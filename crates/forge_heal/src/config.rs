//! Configuration file loading.
//!
//! A single `forge.toml` (or `.yaml`/`.yml`) carries the bundler, scheduler
//! and healing settings. Every section and key is optional.

use std::fs;
use std::path::Path;

use forge_bundler::BundlerOptions;
use forge_retry::SchedulerConfig;
use serde::{Deserialize, Serialize};
use tracing::{debug, info};

use crate::error::{HealError, HealResult};

/// Default configuration file name.
pub const CONFIG_FILE: &str = "forge.toml";

/// Healing loop limits.
#[derive(Debug, Clone, PartialEq, Eq, Serialize, Deserialize)]
#[serde(default)]
pub struct HealOptions {
    /// Bundle/repair rounds before giving up.
    pub max_rounds: u32,
    /// Only act on diagnoses that pass the auto-fix gate.
    pub auto_fixable_only: bool,
}

impl Default for HealOptions {
    fn default() -> Self {
        Self {
            max_rounds: 3,
            auto_fixable_only: true,
        }
    }
}

/// Supported configuration file formats.
#[derive(Debug, Clone, Copy, PartialEq, Eq)]
pub enum ConfigFormat {
    Toml,
    Yaml,
}

impl ConfigFormat {
    /// Pick the format from the file extension.
    pub fn from_path(path: &Path) -> HealResult<Self> {
        match path.extension().and_then(|e| e.to_str()) {
            Some("toml") => Ok(Self::Toml),
            Some("yaml") | Some("yml") => Ok(Self::Yaml),
            _ => Err(HealError::UnsupportedFormat(path.to_path_buf())),
        }
    }
}

/// Top-level configuration.
#[derive(Debug, Clone, Default, PartialEq, Serialize, Deserialize)]
#[serde(default)]
pub struct ForgeConfig {
    pub bundler: BundlerOptions,
    pub scheduler: SchedulerConfig,
    pub heal: HealOptions,
}

impl ForgeConfig {
    /// Parse configuration text in the given format.
    pub fn parse(content: &str, format: ConfigFormat) -> HealResult<Self> {
        let config: Self = match format {
            ConfigFormat::Toml => toml::from_str(content)?,
            ConfigFormat::Yaml => {
                // An empty YAML document deserializes as null.
                if content.trim().is_empty() {
                    Self::default()
                } else {
                    serde_yaml::from_str(content)?
                }
            }
        };
        config.validate()?;
        Ok(config)
    }

    /// Load from `path`.
    pub fn load(path: impl AsRef<Path>) -> HealResult<Self> {
        let path = path.as_ref();
        let format = ConfigFormat::from_path(path)?;
        debug!("Reading configuration from {:?}", path);
        let content = fs::read_to_string(path)?;
        Self::parse(&content, format)
    }

    /// Load from `path`, falling back to defaults when it does not exist.
    pub fn load_or_default(path: impl AsRef<Path>) -> HealResult<Self> {
        let path = path.as_ref();
        if !path.exists() {
            info!("No configuration at {:?}, using defaults", path);
            return Ok(Self::default());
        }
        Self::load(path)
    }

    pub fn validate(&self) -> HealResult<()> {
        self.scheduler.validate()?;
        if self.heal.max_rounds == 0 {
            return Err(HealError::InvalidConfig("heal.max_rounds must be at least 1".into()));
        }
        if self.bundler.wrapper_key.trim().is_empty() {
            return Err(HealError::InvalidConfig("bundler.wrapper_key must not be empty".into()));
        }
        Ok(())
    }

    /// Render in the given format.
    pub fn render(&self, format: ConfigFormat) -> HealResult<String> {
        Ok(match format {
            ConfigFormat::Toml => toml::to_string_pretty(self)?,
            ConfigFormat::Yaml => serde_yaml::to_string(self)?,
        })
    }

    /// Write to `path` in the format its extension names.
    pub fn save(&self, path: impl AsRef<Path>) -> HealResult<()> {
        let path = path.as_ref();
        let rendered = self.render(ConfigFormat::from_path(path)?)?;
        if let Some(parent) = path.parent().filter(|p| !p.as_os_str().is_empty()) {
            fs::create_dir_all(parent)?;
        }
        fs::write(path, rendered)?;
        info!("Configuration written to {:?}", path);
        Ok(())
    }
}

#[cfg(test)]
mod tests {
    use std::time::Duration;

    use tempfile::TempDir;

    use super::*;

    #[test]
    fn test_missing_file_yields_defaults() {
        let dir = TempDir::new().unwrap();
        let config = ForgeConfig::load_or_default(dir.path().join(CONFIG_FILE)).unwrap();
        assert_eq!(config, ForgeConfig::default());
        assert_eq!(config.heal.max_rounds, 3);
    }

    #[test]
    fn test_partial_toml() {
        let config = ForgeConfig::parse(
            r#"
[bundler]
mount_element_id = "app"

[scheduler]
max_attempts = 5
base_delay_ms = 200

[heal]
max_rounds = 1
"#,
            ConfigFormat::Toml,
        )
        .unwrap();
        assert_eq!(config.bundler.mount_element_id, "app");
        assert_eq!(config.bundler.error_channel, "preview-error");
        assert_eq!(config.scheduler.max_attempts, 5);
        assert_eq!(config.scheduler.base_delay, Duration::from_millis(200));
        assert_eq!(config.heal.max_rounds, 1);
        assert!(config.heal.auto_fixable_only);
    }

    #[test]
    fn test_yaml() {
        let config = ForgeConfig::parse(
            "scheduler:\n  concurrency: 2\n  jitter_fraction: 0.0\nheal:\n  auto_fixable_only: false\n",
            ConfigFormat::Yaml,
        )
        .unwrap();
        assert_eq!(config.scheduler.concurrency, 2);
        assert_eq!(config.scheduler.jitter_fraction, 0.0);
        assert!(!config.heal.auto_fixable_only);

        assert_eq!(ForgeConfig::parse("", ConfigFormat::Yaml).unwrap(), ForgeConfig::default());
    }

    #[test]
    fn test_invalid_values_rejected() {
        let zero_rounds = ForgeConfig::parse("[heal]\nmax_rounds = 0\n", ConfigFormat::Toml);
        assert!(matches!(zero_rounds, Err(HealError::InvalidConfig(_))));

        let bad_jitter = ForgeConfig::parse("[scheduler]\njitter_fraction = 2.0\n", ConfigFormat::Toml);
        assert!(matches!(bad_jitter, Err(HealError::Scheduler(_))));

        let garbage = ForgeConfig::parse("[heal\n", ConfigFormat::Toml);
        assert!(matches!(garbage, Err(HealError::Toml(_))));
    }

    #[test]
    fn test_format_from_extension() {
        assert_eq!(ConfigFormat::from_path(Path::new("forge.toml")).unwrap(), ConfigFormat::Toml);
        assert_eq!(ConfigFormat::from_path(Path::new("a/forge.yml")).unwrap(), ConfigFormat::Yaml);
        assert!(ConfigFormat::from_path(Path::new("forge.json")).is_err());
    }

    #[test]
    fn test_save_then_load() {
        let dir = TempDir::new().unwrap();
        let mut config = ForgeConfig::default();
        config.heal.max_rounds = 7;
        config.scheduler.max_delay = Duration::from_secs(10);

        for name in ["nested/forge.toml", "forge.yaml"] {
            let path = dir.path().join(name);
            config.save(&path).unwrap();
            assert_eq!(ForgeConfig::load(&path).unwrap(), config);
        }
    }
}
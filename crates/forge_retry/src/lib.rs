//! previewforge Retry Scheduler
//!
//! Drives repeated repair attempts to convergence. Each task owns an opaque
//! async unit of work; the scheduler decides when it runs:
//!
//! - highest priority first, FIFO within a priority
//! - at most `concurrency` tasks in flight
//! - exponential backoff with jitter between failed attempts
//! - `max_attempts` executions at most, then `failed` for good

pub mod backoff;
pub mod config;
pub mod error;
pub mod scheduler;
pub mod task;

pub use config::{default_priorities, SchedulerConfig, TaskOverrides};
pub use error::{SchedulerError, SchedulerResult};
pub use scheduler::{ExecuteFn, RetryScheduler};
pub use task::{AttemptOutcome, QueueStats, RetryTask, TaskStatus};
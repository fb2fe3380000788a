//! Bundle command - Build a preview bundle from a project directory.

use std::fs;
use std::path::PathBuf;

use anyhow::{Context, Result};
use clap::Args;
use tracing::info;

use forge_bundler::{BundleResult, Bundler};

use super::{load_config, load_sources, CommandError};

#[derive(Args)]
pub struct BundleArgs {
    /// Project directory to bundle
    dir: PathBuf,

    /// Directory to write bundle.js and bundle.css into
    #[arg(short, long)]
    out: Option<PathBuf>,

    /// Configuration file (defaults to <DIR>/forge.toml)
    #[arg(short, long)]
    config: Option<PathBuf>,

    /// Print the full result as JSON
    #[arg(long)]
    json: bool,
}

pub(crate) fn print_result(result: &BundleResult) {
    if let Some(entry) = &result.entry_point {
        let mode = if entry.is_self_mounting { "self-mounting" } else { "wrapped" };
        println!("📦 Entry: {} ({})", entry.file, mode);
    }

    if result.success {
        println!(
            "   ✅ Bundled {} bytes of JS, {} bytes of CSS",
            result.code.len(),
            result.css.len()
        );
    } else {
        println!("   ❌ Build failed:");
        for error in &result.errors {
            println!("      - {}", error);
        }
    }

    if !result.externals.is_empty() {
        println!("   📚 Externals: {}", result.externals.join(", "));
    }
    for warning in &result.warnings {
        println!("   ⚠️  {}", warning);
    }
}

pub async fn execute(args: BundleArgs) -> Result<()> {
    let files = load_sources(&args.dir)?;
    let config = load_config(&args.dir, args.config.as_ref())?;
    info!("Bundling {} file(s) from {}", files.len(), args.dir.display());

    let bundler = Bundler::new().with_options(config.bundler);
    let result = bundler.bundle(&files).await;

    if args.json {
        println!("{}", serde_json::to_string_pretty(&result)?);
    } else {
        print_result(&result);
    }

    if !result.success {
        return Err(CommandError::BuildFailed(result.errors.len()).into());
    }

    if let Some(out) = &args.out {
        fs::create_dir_all(out).with_context(|| format!("creating {}", out.display()))?;
        fs::write(out.join("bundle.js"), &result.code)?;
        fs::write(out.join("bundle.css"), &result.css)?;
        if !args.json {
            println!("   💾 Wrote {}", out.display());
        }
    }

    Ok(())
}
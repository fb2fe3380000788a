//! Entry point detection.

use serde::{Deserialize, Serialize};
use tracing::debug;

use crate::filter::{file_kind, looks_like_source, FileKind};
use crate::path::extension;
use crate::SourceMap;

/// Bootstrap files that may mount the application themselves, by priority.
pub const BOOTSTRAP_FILES: [&str; 8] = [
    "main.tsx",
    "main.jsx",
    "main.ts",
    "main.js",
    "index.tsx",
    "index.jsx",
    "index.ts",
    "index.js",
];

/// Conventional root component files, by priority.
pub const ROOT_COMPONENT_FILES: [&str; 6] = [
    "App.tsx",
    "App.jsx",
    "App.ts",
    "App.js",
    "app.tsx",
    "app.jsx",
];

/// Substrings that demonstrate a file attaches itself to the page.
pub const MOUNT_MARKERS: [&str; 4] = ["createRoot(", "hydrateRoot(", "ReactDOM.render(", ".mount("];

/// Script extensions in fallback priority order.
const FALLBACK_EXTENSIONS: [&str; 6] = ["tsx", "jsx", "ts", "js", "mjs", "cjs"];

/// The detected entry of a build.
#[derive(Debug, Clone, PartialEq, Eq, Serialize, Deserialize)]
pub struct EntryInfo {
    /// Normalized path of the entry module.
    pub file: String,
    /// Whether the entry performs its own mount call.
    pub is_self_mounting: bool,
}

/// Whether `content` contains a recognizable mount call.
pub fn has_mount_call(content: &str) -> bool {
    MOUNT_MARKERS.iter().any(|marker| content.contains(marker))
}

fn is_valid_script(path: &str, content: &str) -> bool {
    file_kind(path) == Some(FileKind::Script) && looks_like_source(content, FileKind::Script)
}

/// Detect the entry point of a normalized source map.
///
/// Bootstrap files win only when they mount; otherwise a root component is
/// chosen, and as a last resort the first script by extension priority.
pub fn detect_entry(files: &SourceMap) -> Option<EntryInfo> {
    for name in BOOTSTRAP_FILES {
        if let Some(content) = files.get(name) {
            if is_valid_script(name, content) && has_mount_call(content) {
                debug!("Entry detected (bootstrap): {}", name);
                return Some(EntryInfo {
                    file: name.to_string(),
                    is_self_mounting: true,
                });
            }
        }
    }

    for name in ROOT_COMPONENT_FILES {
        if let Some(content) = files.get(name) {
            if is_valid_script(name, content) {
                debug!("Entry detected (root component): {}", name);
                return Some(EntryInfo {
                    file: name.to_string(),
                    is_self_mounting: false,
                });
            }
        }
    }

    for ext in FALLBACK_EXTENSIONS {
        let fallback = files.iter().find(|(path, content)| {
            extension(path).as_deref() == Some(ext) && is_valid_script(path, content)
        });
        if let Some((path, content)) = fallback {
            debug!("Entry detected (fallback): {}", path);
            return Some(EntryInfo {
                file: path.clone(),
                is_self_mounting: has_mount_call(content),
            });
        }
    }

    None
}
//! Well-known identifiers and the module they conventionally come from.

/// How an identifier is bound by its import.
#[derive(Debug, Clone, Copy, PartialEq, Eq)]
pub enum ImportStyle {
    /// `import { name } from "module"`
    Named,
    /// `import name from "module"`
    Default,
}

#[derive(Debug, Clone, Copy, PartialEq, Eq)]
pub struct KnownIdentifier {
    pub name: &'static str,
    pub module: &'static str,
    pub style: ImportStyle,
}

const fn named(name: &'static str, module: &'static str) -> KnownIdentifier {
    KnownIdentifier {
        name,
        module,
        style: ImportStyle::Named,
    }
}

const fn default(name: &'static str, module: &'static str) -> KnownIdentifier {
    KnownIdentifier {
        name,
        module,
        style: ImportStyle::Default,
    }
}

pub const KNOWN_IDENTIFIERS: &[KnownIdentifier] = &[
    // React
    default("React", "react"),
    named("useState", "react"),
    named("useEffect", "react"),
    named("useRef", "react"),
    named("useMemo", "react"),
    named("useCallback", "react"),
    named("useContext", "react"),
    named("useReducer", "react"),
    named("useLayoutEffect", "react"),
    named("useId", "react"),
    named("useTransition", "react"),
    named("createContext", "react"),
    named("forwardRef", "react"),
    named("memo", "react"),
    named("lazy", "react"),
    named("Fragment", "react"),
    named("Suspense", "react"),
    named("createRoot", "react-dom/client"),
    // Routing
    named("useNavigate", "react-router-dom"),
    named("useParams", "react-router-dom"),
    named("useLocation", "react-router-dom"),
    named("useSearchParams", "react-router-dom"),
    named("Link", "react-router-dom"),
    named("NavLink", "react-router-dom"),
    named("Routes", "react-router-dom"),
    named("Route", "react-router-dom"),
    named("BrowserRouter", "react-router-dom"),
    named("Navigate", "react-router-dom"),
    // Icons
    named("ArrowRight", "lucide-react"),
    named("ArrowLeft", "lucide-react"),
    named("Check", "lucide-react"),
    named("ChevronDown", "lucide-react"),
    named("ChevronRight", "lucide-react"),
    named("ChevronLeft", "lucide-react"),
    named("Menu", "lucide-react"),
    named("X", "lucide-react"),
    named("Search", "lucide-react"),
    named("Plus", "lucide-react"),
    named("Minus", "lucide-react"),
    named("Trash2", "lucide-react"),
    named("Edit", "lucide-react"),
    named("Star", "lucide-react"),
    named("Heart", "lucide-react"),
    named("User", "lucide-react"),
    named("Users", "lucide-react"),
    named("Settings", "lucide-react"),
    named("Loader2", "lucide-react"),
    named("Mail", "lucide-react"),
    named("Phone", "lucide-react"),
    named("Calendar", "lucide-react"),
    named("Sun", "lucide-react"),
    named("Moon", "lucide-react"),
    named("ShoppingCart", "lucide-react"),
    named("Bell", "lucide-react"),
    named("LogOut", "lucide-react"),
    // Utilities
    named("cn", "@/lib/utils"),
    named("clsx", "clsx"),
    named("twMerge", "tailwind-merge"),
    named("motion", "framer-motion"),
    named("AnimatePresence", "framer-motion"),
    named("toast", "sonner"),
    named("Toaster", "sonner"),
    named("z", "zod"),
    default("axios", "axios"),
];

/// Look an identifier up in the table.
pub fn lookup(name: &str) -> Option<&'static KnownIdentifier> {
    KNOWN_IDENTIFIERS.iter().find(|known| known.name == name)
}

#[cfg(test)]
mod tests {
    use super::*;

    #[test]
    fn test_lookup() {
        assert_eq!(lookup("useState").map(|k| k.module), Some("react"));
        assert_eq!(lookup("React").map(|k| k.style), Some(ImportStyle::Default));
        assert_eq!(lookup("cn").map(|k| k.module), Some("@/lib/utils"));
        assert!(lookup("Btn").is_none());
    }

    #[test]
    fn test_names_are_unique() {
        let mut names: Vec<&str> = KNOWN_IDENTIFIERS.iter().map(|k| k.name).collect();
        names.sort_unstable();
        names.dedup();
        assert_eq!(names.len(), KNOWN_IDENTIFIERS.len());
    }
}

########

**Work instructions**
Go through the entries above and report how many lines hold the word "const". Nothing but the number is needed.

**Task answer**
8